Firstly, your dentist will rule out the presence of any dental disease which may be causing the pain you’re experiencing. If this possibility can be eliminated, the dentist will suggest a special toothpaste for sensitive teeth, and will give you a list of stimuli you should try to avoid. The sensitivity should eventually disappear by itself, but this could take several months.
What is dental erosion?
Dental erosion is the gradual wearing away and thinning of tooth enamel, the hard outer coating of your teeth. Enamel is there partly to protect the sensitive dentine, and when it begins to disappear the result is that you may find your teeth highly sensitive to things like hot or cold food and drinks, and pain may be experienced when your teeth are exposed to them.
What can cause dental erosion?
- Each time your teeth encounter acidic food and drinks, the enamel on your teeth will soften for a short period of time. This is because the acids in your mouth cause the enamel to lose some mineral content. Your body is prepared for this; your saliva can neutralise these acids, and restore the pH balance in your mouth, thus allowing your teeth to repair themselves. However, repeated exposure to acids can cause the enamel to be brushed away, and over time, the surface of your teeth will be lost.

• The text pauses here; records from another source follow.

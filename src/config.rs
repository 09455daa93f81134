//! Interpreter settings.
//!
//! Defaults, optionally overridden by `archconf.toml` in the base
//! directory (or an explicit `--config` file), then by CLI flags:
//!
//! ```toml
//! debug = true
//! log_dir = "/var/log/archconf"
//!
//! [arch]
//! rules = ["i.86/x86", "aarch64.*/arm64"]
//!
//! [scripts]
//! enabled = true
//! dir = "configs/scripts"
//! timeout_secs = 3600
//! default_stages = ["toolchain", "compile"]
//!
//! [variables]
//! kernel = "6.6"
//! ```

use std::collections::BTreeMap;
use std::fs;
use std::path::{Path, PathBuf};
use std::time::Duration;

use anyhow::{bail, Context, Result};
use serde::Deserialize;

use crate::arch::{self, ArchResolver};

pub const CONFIG_FILENAME: &str = "archconf.toml";
const DEFAULT_SCRIPTS_DIR: &str = "configs/scripts";
const DEFAULT_TIMEOUT_SECS: u64 = 3600;

#[derive(Debug, Clone, PartialEq, Eq)]
pub struct ScriptSettings {
    /// Attach the harness to `build`.
    pub enabled: bool,
    /// Relative paths resolve against the base directory.
    pub dir: PathBuf,
    pub timeout_secs: u64,
    /// Stages a bare `build` runs.
    pub default_stages: Vec<String>,
}

impl Default for ScriptSettings {
    fn default() -> Self {
        Self {
            enabled: false,
            dir: PathBuf::from(DEFAULT_SCRIPTS_DIR),
            timeout_secs: DEFAULT_TIMEOUT_SECS,
            default_stages: Vec::new(),
        }
    }
}

impl ScriptSettings {
    pub fn timeout(&self) -> Duration {
        Duration::from_secs(self.timeout_secs)
    }
}

#[derive(Debug, Clone, PartialEq, Eq)]
pub struct InterpreterConfig {
    pub base_dir: PathBuf,
    pub debug: bool,
    pub verbose: bool,
    pub log_dir: PathBuf,
    /// Ordered `pattern/replacement` rules for architecture names.
    pub arch_rules: Vec<String>,
    /// Bound before the first statement of every file.
    pub variables: BTreeMap<String, String>,
    pub scripts: ScriptSettings,
}

#[derive(Debug, Default, Deserialize)]
#[serde(deny_unknown_fields)]
struct ConfigToml {
    debug: Option<bool>,
    verbose: Option<bool>,
    log_dir: Option<PathBuf>,
    arch: Option<ArchToml>,
    scripts: Option<ScriptsToml>,
    #[serde(default)]
    variables: BTreeMap<String, String>,
}

#[derive(Debug, Deserialize)]
#[serde(deny_unknown_fields)]
struct ArchToml {
    rules: Vec<String>,
}

#[derive(Debug, Deserialize)]
#[serde(deny_unknown_fields)]
struct ScriptsToml {
    enabled: Option<bool>,
    dir: Option<PathBuf>,
    timeout_secs: Option<u64>,
    default_stages: Option<Vec<String>>,
}

impl InterpreterConfig {
    /// Defaults for a base directory.
    pub fn new(base_dir: impl Into<PathBuf>) -> Self {
        Self {
            base_dir: base_dir.into(),
            debug: false,
            verbose: false,
            log_dir: std::env::temp_dir(),
            arch_rules: arch::DEFAULT_RULES.iter().map(|r| r.to_string()).collect(),
            variables: BTreeMap::new(),
            scripts: ScriptSettings::default(),
        }
    }

    /// Defaults, then the settings file if there is one.
    ///
    /// `explicit` must exist; the implicit `<base>/archconf.toml` may not.
    pub fn load(base_dir: impl Into<PathBuf>, explicit: Option<&Path>) -> Result<Self> {
        let mut config = Self::new(base_dir);
        let path = match explicit {
            Some(path) => path.to_path_buf(),
            None => {
                let implicit = config.base_dir.join(CONFIG_FILENAME);
                if !implicit.is_file() {
                    return Ok(config);
                }
                implicit
            }
        };

        let text = fs::read_to_string(&path)
            .with_context(|| format!("reading settings '{}'", path.display()))?;
        let parsed: ConfigToml = toml::from_str(&text)
            .with_context(|| format!("parsing settings '{}'", path.display()))?;
        config.apply(parsed);
        config
            .validate()
            .with_context(|| format!("invalid settings '{}'", path.display()))?;
        Ok(config)
    }

    fn apply(&mut self, parsed: ConfigToml) {
        if let Some(debug) = parsed.debug {
            self.debug = debug;
        }
        if let Some(verbose) = parsed.verbose {
            self.verbose = verbose;
        }
        if let Some(log_dir) = parsed.log_dir {
            self.log_dir = log_dir;
        }
        if let Some(arch) = parsed.arch {
            self.arch_rules = arch.rules;
        }
        if let Some(scripts) = parsed.scripts {
            if let Some(enabled) = scripts.enabled {
                self.scripts.enabled = enabled;
            }
            if let Some(dir) = scripts.dir {
                self.scripts.dir = dir;
            }
            if let Some(timeout) = scripts.timeout_secs {
                self.scripts.timeout_secs = timeout;
            }
            if let Some(stages) = scripts.default_stages {
                self.scripts.default_stages = stages;
            }
        }
        self.variables.extend(parsed.variables);
    }

    /// Reject settings the interpreter cannot run with.
    pub fn validate(&self) -> Result<()> {
        if self.scripts.timeout_secs == 0 {
            bail!("scripts.timeout_secs must be greater than zero");
        }
        ArchResolver::from_rules(&self.arch_rules)?;
        for name in self.variables.keys() {
            if name.is_empty() || !name.chars().all(|c| c.is_ascii_alphanumeric() || c == '_') {
                bail!("variable name '{name}' may only use letters, digits and '_'");
            }
        }
        Ok(())
    }

    /// `configs/arch` under the base directory.
    pub fn arch_config_dir(&self) -> PathBuf {
        self.base_dir.join("configs").join("arch")
    }

    pub fn scripts_dir(&self) -> PathBuf {
        self.base_dir.join(&self.scripts.dir)
    }

    /// Bind `NAME=VALUE` pairs.
    pub fn define<'a>(&mut self, pairs: impl IntoIterator<Item = &'a str>) -> Result<()> {
        for pair in pairs {
            let Some((name, value)) = pair.split_once('=') else {
                bail!("definition '{pair}' is not NAME=VALUE");
            };
            self.variables.insert(name.trim().to_string(), value.to_string());
        }
        Ok(())
    }
}

#[cfg(test)]
mod tests {
    use super::*;
    use tempfile::TempDir;

    #[test]
    fn test_missing_implicit_file_gives_defaults() {
        let temp = TempDir::new().unwrap();
        let config = InterpreterConfig::load(temp.path(), None).unwrap();
        assert_eq!(config, InterpreterConfig::new(temp.path()));
        assert!(!config.scripts.enabled);
        assert_eq!(config.arch_rules.len(), arch::DEFAULT_RULES.len());
    }

    #[test]
    fn test_missing_explicit_file_is_an_error() {
        let temp = TempDir::new().unwrap();
        let missing = temp.path().join("nope.toml");
        assert!(InterpreterConfig::load(temp.path(), Some(&missing)).is_err());
    }

    #[test]
    fn test_file_overrides_defaults() {
        let temp = TempDir::new().unwrap();
        fs::write(
            temp.path().join(CONFIG_FILENAME),
            r#"
verbose = true
log_dir = "/var/log/archconf"

[scripts]
enabled = true
timeout_secs = 60
default_stages = ["toolchain", "compile"]

[variables]
kernel = "6.6"
"#,
        )
        .unwrap();

        let config = InterpreterConfig::load(temp.path(), None).unwrap();
        assert!(config.verbose);
        assert!(!config.debug);
        assert_eq!(config.log_dir, PathBuf::from("/var/log/archconf"));
        assert!(config.scripts.enabled);
        assert_eq!(config.scripts.timeout(), Duration::from_secs(60));
        assert_eq!(config.scripts.dir, PathBuf::from(DEFAULT_SCRIPTS_DIR));
        assert_eq!(config.scripts.default_stages, vec!["toolchain", "compile"]);
        assert_eq!(config.variables.get("kernel").map(String::as_str), Some("6.6"));
        assert_eq!(config.scripts_dir(), temp.path().join(DEFAULT_SCRIPTS_DIR));
    }

    #[test]
    fn test_unknown_keys_are_rejected() {
        let temp = TempDir::new().unwrap();
        fs::write(temp.path().join(CONFIG_FILENAME), "colour = true\n").unwrap();
        let err = InterpreterConfig::load(temp.path(), None).unwrap_err();
        assert!(format!("{err:#}").contains("parsing settings"));
    }

    #[test]
    fn test_invalid_values_are_rejected() {
        let temp = TempDir::new().unwrap();
        for text in [
            "[scripts]\ntimeout_secs = 0\n",
            "[arch]\nrules = [\"no-separator\"]\n",
            "[arch]\nrules = [\"(/x\"]\n",
            "[variables]\n\"bad name\" = \"x\"\n",
        ] {
            fs::write(temp.path().join(CONFIG_FILENAME), text).unwrap();
            let err = InterpreterConfig::load(temp.path(), None).unwrap_err();
            assert!(format!("{err:#}").contains("invalid settings"), "{text}");
        }
    }

    #[test]
    fn test_define_pairs() {
        let mut config = InterpreterConfig::new("/srv");
        config.define(["kernel=6.6", "flags=a=b"]).unwrap();
        assert_eq!(config.variables["kernel"], "6.6");
        assert_eq!(config.variables["flags"], "a=b");
        assert!(config.define(["novalue"]).is_err());
    }
}
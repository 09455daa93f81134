//! Per-architecture build-configuration interpreter.
//!
//! A configuration file under `configs/arch/<arch>` describes the
//! filesystem setup for one architecture's kernel/OS build in a small
//! line-oriented language:
//!
//! ```text
//! ?out -- ?base/out/?arch
//! mkdir -- ?out/boot
//! copy -- configs/boot/grub.cfg ?out/boot
//! echo -- "staging ready"
//! build -- toolchain compile
//! ```
//!
//! # Architecture
//!
//! ```text
//! text ──▶ lang::lexer ──▶ lang::grouper ──▶ lang::queue ──▶ executor
//!           (tokens)        (statements)      (commands)       │
//!                                                              ├── copy / move / mkdir / echo
//!                                                              └── build ──▶ scripts (sh, timeout)
//! ```
//!
//! - [`lang`]: parsing. Problems become diagnostics and skip the statement.
//! - [`executor`]: the [`executor::Command`] trait, registry and runner.
//!   An unknown command is skipped; a failing command ends the run.
//! - [`interpreter`]: one file end to end, with predefined variables.
//! - [`scripts`]: the shell harness behind `build`.
//! - [`arch`], [`config`], [`logging`]: host architecture, settings and
//!   the leveled log sink with its per-run file.
//!
//! # Example
//!
//! ```rust,ignore
//! use archconf::{Interpreter, InterpreterConfig};
//!
//! let config = InterpreterConfig::load("/srv/build", None)?;
//! let interp = Interpreter::new(config, "arm64");
//! let parsed = interp.load()?;
//! interp.execute(&parsed.queue, &mut std::io::stdout())?;
//! ```

pub mod arch;
pub mod config;
pub mod error;
pub mod executor;
pub mod interpreter;
pub mod lang;
pub mod logging;
pub mod scripts;

pub use arch::ArchResolver;
pub use config::{InterpreterConfig, ScriptSettings};
pub use error::{ExecError, GroupError, HandlerError, LexError, ScriptError};
pub use executor::{Command, ExecContext, Executor, Registry, RunReport};
pub use interpreter::Interpreter;
pub use lang::{parse, CommandQueue, Parsed, QueueEntry, Variables};
pub use logging::LogFile;
pub use scripts::{ScriptOutcome, ScriptRunner};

- Tooth enamel can also be eroded by strong stomach acids.
- Inefficient or incorrect brushing of your teeth can also cause enamel to wear away.
How do I stop dental erosion?
Fizzy drinks (including mineral water and diet brand), squashes, sports drinks and fruit juices are all acidic, although not necessarily all to the same degree. These should be avoided when possible, and only drank at meal times. These drinks should be drunk quickly, and shouldn’t be kept in the mouth for any longer than necessary. In between meals, you should endeavour to drink only ‘safe’, non-acidic drinks, such as water, coffee, tea or milk.
Examples of acidic foods would include citrus fruits and pickles.
Even some medicines are acidic - you can check with your doctor should you wish to avoid them.
Illnesses which cause frequent vomiting or gastric reflux (such as eating disorders) can be harmful when it comes to dental erosion, as the teeth will be exposed to powerful stomach acids.
You should brush your teeth within an hour of drinking or eating anything acidic. This is because teeth that have been exposed to these acids can be easily abraded.
Brushing too aggressively or excessively can lead to gum recession. Speak to your NHS Fulham Dentist is you need advice on effective brushing techniques.
Chewing sugar-free gum after mealtimes is also beneficial; this helps your mouth produce more saliva, which neutralises acids formed in the mouth after eating.
How can dental erosion be treated?
Actually, dental erosion doesn’t always need treating. The most important thing is to keep the tooth (and the sensitive dentine within the toot) protected, as this will help you avoid the pain of hypersensitivity. If your dentist needs to take action, simply by bonding a filling onto a tooth may probably be enough to repair the damage. Such bonded fillings, however, may need to be refilled regularly as they might eventually de-bond in the mouth.